*What you are asked to do:*
An exact copy of the listing is required.
Record set Start Marker
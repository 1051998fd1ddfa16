//! Delete Confirm Button Component
//!
//! Inline delete confirmation: a × button that turns into "Delete?" with
//! confirm/cancel actions.

use leptos::prelude::*;

/// Inline delete confirmation button
///
/// # Arguments
/// * `button_class` - CSS class for the initial delete button (e.g., "spot-delete-btn")
/// * `label` - What is being deleted, shown in the prompt
/// * `on_confirm` - Callback to execute when user confirms deletion
#[component]
pub fn DeleteConfirmButton(
    #[prop(into)] button_class: String,
    #[prop(into, optional)] label: Option<String>,
    #[prop(into)] on_confirm: Callback<()>,
) -> impl IntoView {
    let (confirm_delete, set_confirm_delete) = signal(false);
    let prompt = match label {
        Some(label) => format!("Delete {label}?"),
        None => "Delete?".to_string(),
    };

    view! {
        <Show when=move || !confirm_delete.get()>
            <button
                class=button_class.clone()
                title="Delete"
                on:click=move |ev| {
                    ev.stop_propagation();
                    set_confirm_delete.set(true);
                }
            >
                "×"
            </button>
        </Show>
        <Show when=move || confirm_delete.get()>
            <span class="delete-confirm">
                <span class="delete-confirm-text">{prompt.clone()}</span>
                <button
                    class="confirm-btn"
                    on:click=move |ev| {
                        ev.stop_propagation();
                        set_confirm_delete.set(false);
                        on_confirm.run(());
                    }
                >
                    "✓"
                </button>
                <button
                    class="cancel-btn"
                    on:click=move |ev| {
                        ev.stop_propagation();
                        set_confirm_delete.set(false);
                    }
                >
                    "✗"
                </button>
            </span>
        </Show>
    }
}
Record set End Marker
*Expected answer:*
repository 1051998fd1ddfa16
//! Delete Confirm Button Component
//!
//! Inline delete confirmation: a × button that turns into "Delete?" with
//! confirm/cancel actions.

use leptos::prelude::*;

/// Inline delete confirmation button
///
/// # Arguments
/// * `button_class` - CSS class for the initial delete button (e.g., "spot-delete-btn")
/// * `label` - What is being deleted, shown in the prompt
/// * `on_confirm` - Callback to execute when user confirms deletion
#[component]
pub fn DeleteConfirmButton(
    #[prop(into)] button_class: String,
    #[prop(into, optional)] label: Option<String>,
    #[prop(into)] on_confirm: Callback<()>,
) -> impl IntoView {
    let (confirm_delete, set_confirm_delete) = signal(false);
    let prompt = match label {
        Some(label) => format!("Delete {label}?"),
        None => "Delete?".to_string(),
    };

    view! {
        <Show when=move || !confirm_delete.get()>
            <button
                class=button_class.clone()
                title="Delete"
                on:click=move |ev| {
                    ev.stop_propagation();
                    set_confirm_delete.set(true);
                }
            >
                "×"
            </button>
        </Show>
        <Show when=move || confirm_delete.get()>
            <span class="delete-confirm">
                <span class="delete-confirm-text">{prompt.clone()}</span>
                <button
                    class="confirm-btn"
                    on:click=move |ev| {
                        ev.stop_propagation();
                        set_confirm_delete.set(false);
                        on_confirm.run(());
                    }
                >
                    "✓"
                </button>
                <button
                    class="cancel-btn"
                    on:click=move |ev| {
                        ev.stop_propagation();
                        set_confirm_delete.set(false);
                    }
                >
                    "✗"
                </button>
            </span>
        </Show>
    }
}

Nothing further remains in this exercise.